Жизнь для человека – субъективно – это сумма ощущений. Потребность насытиться ими, а не накопить придуманные рассудком блага – вот что ведет нас по жизни. Отказ от карьеры, благополучия, самой жизни – объясняется потребностью в ощущениях.

Я ощущаю – значит, я живу. А не "я добился" или "я имею".

– Четвертое, – сказал он. – Ощущения связаны с реальным миром. Если лишить человека возможности слышать, видеть, осязать, лишить контактов с миром – он перестанет осознавать себя и сойдет с ума; такие опыты описаны.

Ощущение есть результат взаимодействия с миром. То есть для ощущения необходимо действие. Инстинкт жизни велит ощущать, и инстинкт жизни велит действовать, – это одно и то же. Жизнь – это самореализация: потребность действовать в полную меру своих сил.

– Пятое, – сказал он. – Максимальные ощущения и максимальные действия.

Понять какое-то явление можно только тогда, когда берешь не какой-то его отрезок, а рассматриваешь явление целиком, на всем его протяжении от начала до самого конца.

В жизни это: на одном конце – смерть, небытие, ничто, – на другом максимум жизни, максимум ощущений: максимум действий.

И поскольку человек живет и хочет жить, то вот к этому максимуму он в общем и стремится.

Лопата заменяется экскаватором, лошадь – самолетом, молоток конвейером: таков результат стремления человечества к максимальным ощущениям через максимальные действия.

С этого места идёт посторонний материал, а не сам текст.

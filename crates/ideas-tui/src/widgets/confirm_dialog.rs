//! Confirmation dialog widget (clear favorites)

use ratatui::{
    buffer::Buffer,
    layout::{Alignment, Constraint, Layout, Rect},
    style::{Modifier, Style},
    text::{Line, Span},
    widgets::{Paragraph, Widget, Wrap},
};

use crate::theme::{palette, styles};

use super::modal_overlay;
use super::ConfirmDialogState;

/// Keys that pick the first and second option
const OPTION_KEYS: [&str; 2] = ["y", "n"];

/// Confirmation dialog widget
pub struct ConfirmDialog<'a> {
    state: &'a ConfirmDialogState,
}

impl<'a> ConfirmDialog<'a> {
    pub fn new(state: &'a ConfirmDialogState) -> Self {
        Self { state }
    }
}

impl Widget for ConfirmDialog<'_> {
    fn render(self, area: Rect, buf: &mut Buffer) {
        let modal_area = modal_overlay::centered_rect(50, 8, area);
        modal_overlay::prepare_modal(buf, area, modal_area);

        let title = format!(" {} ", self.state.title);
        let block = styles::modal_block(&title).title_alignment(Alignment::Center);
        let inner = block.inner(modal_area);
        block.render(modal_area, buf);

        let [_, message_area, _, buttons_area] = Layout::vertical([
            Constraint::Length(1), // Spacer
            Constraint::Length(2), // Message
            Constraint::Length(1), // Spacer
            Constraint::Length(1), // Buttons
        ])
        .areas(inner);

        Paragraph::new(self.state.message.as_str())
            .alignment(Alignment::Center)
            .style(Style::default().fg(palette::STATUS_YELLOW))
            .wrap(Wrap { trim: true })
            .render(message_area, buf);

        let mut buttons = Vec::new();
        for (i, ((label, _), key)) in self.state.options.iter().zip(OPTION_KEYS).enumerate() {
            let key_style = if i == 0 {
                Style::default()
                    .fg(palette::STATUS_RED)
                    .add_modifier(Modifier::BOLD)
            } else {
                Style::default()
                    .fg(palette::STATUS_GREEN)
                    .add_modifier(Modifier::BOLD)
            };
            if i > 0 {
                buttons.push(Span::raw("  "));
            }
            buttons.push(Span::styled("[", styles::text_muted()));
            buttons.push(Span::styled(key, key_style));
            buttons.push(Span::styled(format!("] {}", label), styles::text_muted()));
        }

        Paragraph::new(Line::from(buttons))
            .alignment(Alignment::Center)
            .render(buttons_area, buf);
    }
}

#[cfg(test)]
mod tests {
    use super::*;
    use crate::test_utils::TestTerminal;

    #[test]
    fn test_confirm_dialog_renders_title_and_message() {
        let mut term = TestTerminal::new();
        let state = ConfirmDialogState::clear_favorites(2);

        term.render_widget(ConfirmDialog::new(&state), term.area());

        assert!(term.buffer_contains("Clear all favorites?"));
        assert!(term.buffer_contains("2 saved favorites"));
    }

    #[test]
    fn test_confirm_dialog_shows_options() {
        let mut term = TestTerminal::new();
        let state = ConfirmDialogState::clear_favorites(1);

        term.render_widget(ConfirmDialog::new(&state), term.area());

        assert!(term.buffer_contains("[y] Clear"));
        assert!(term.buffer_contains("[n] Cancel"));
    }

    #[test]
    fn test_confirm_dialog_small_terminal() {
        let mut term = TestTerminal::compact();
        let state = ConfirmDialogState::clear_favorites(3);

        term.render_widget(ConfirmDialog::new(&state), term.area());

        assert!(term.buffer_contains("Clear"));
    }
}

– И шестое, – сказал он скорбно. – Есть действия созидательные и действия разрушительные.

Созидать – в натуре человека: весь прогресс – доказательство тому.

Но и разрушать – тоже в его натуре. Притягательность картин катастроф, лавин, потопов – доказательство тому.

Строя дом, ты убиваешь деревья.

Какое же может быть самое максимальное действие, к которому стремится человек и человечество?

Это – вообще создать новую планету. Или – уничтожить уже имеющуюся. Это равновеликие действия, как бы противоположные по знаку. Но и их я не назвал бы максимальными.

Максимальное действие – это уничтожение Вселенной и одновременно создание новой Вселенной. Обращение всей материи в свет по эйнштейновской формуле E = mc^2.

Уничтожение и созидание здесь – единый акт.

– С этим ничего не поделаешь, – сказал он. – Наши воля и разум – лишь часть бытия, они внутри его; жизнь управляется законами жизни, а не человеческим хотением. Человек хочет жить – и из этого следует, что человек должен уничтожить Вселенную.

– Конечный результат всегда и есть объективная цель, – сказал он.

Слова его не воспринимались всерьез. Жизнь уютно закуклилась в странной избушке посреди трескучей ночи в заснеженной тайге. Я покачал головой и вякнул о наивности и пессимизме.

– Объективная истина – выше ограниченных нужд и представлений человека, – сказал он. – Не будем антропоцентристами.

Кто мыслит ясно – излагает ясно и просто.

– Чтобы понять явление, надо взять единую и верную систему отсчета, систему его измерения.

– Эта система – энергия.

Пространство, поле, масса, жизнь – имеют общим энергию. Энергия определяет все. Все имеет энергетический аспект.

Энергетическая система отсчета позволяет обобщить все аспекты существования материи – от человека с его нервной тканью до существования Вселенной с ее физическими законами.

Любое действие есть нарушение энергетического баланса.

– Биология, – сказал Мулка.

Жизнь на Земле – это изменение и усложнение форм преобразования энергии. (Растения, холодно– и теплокровные животные, хищники.)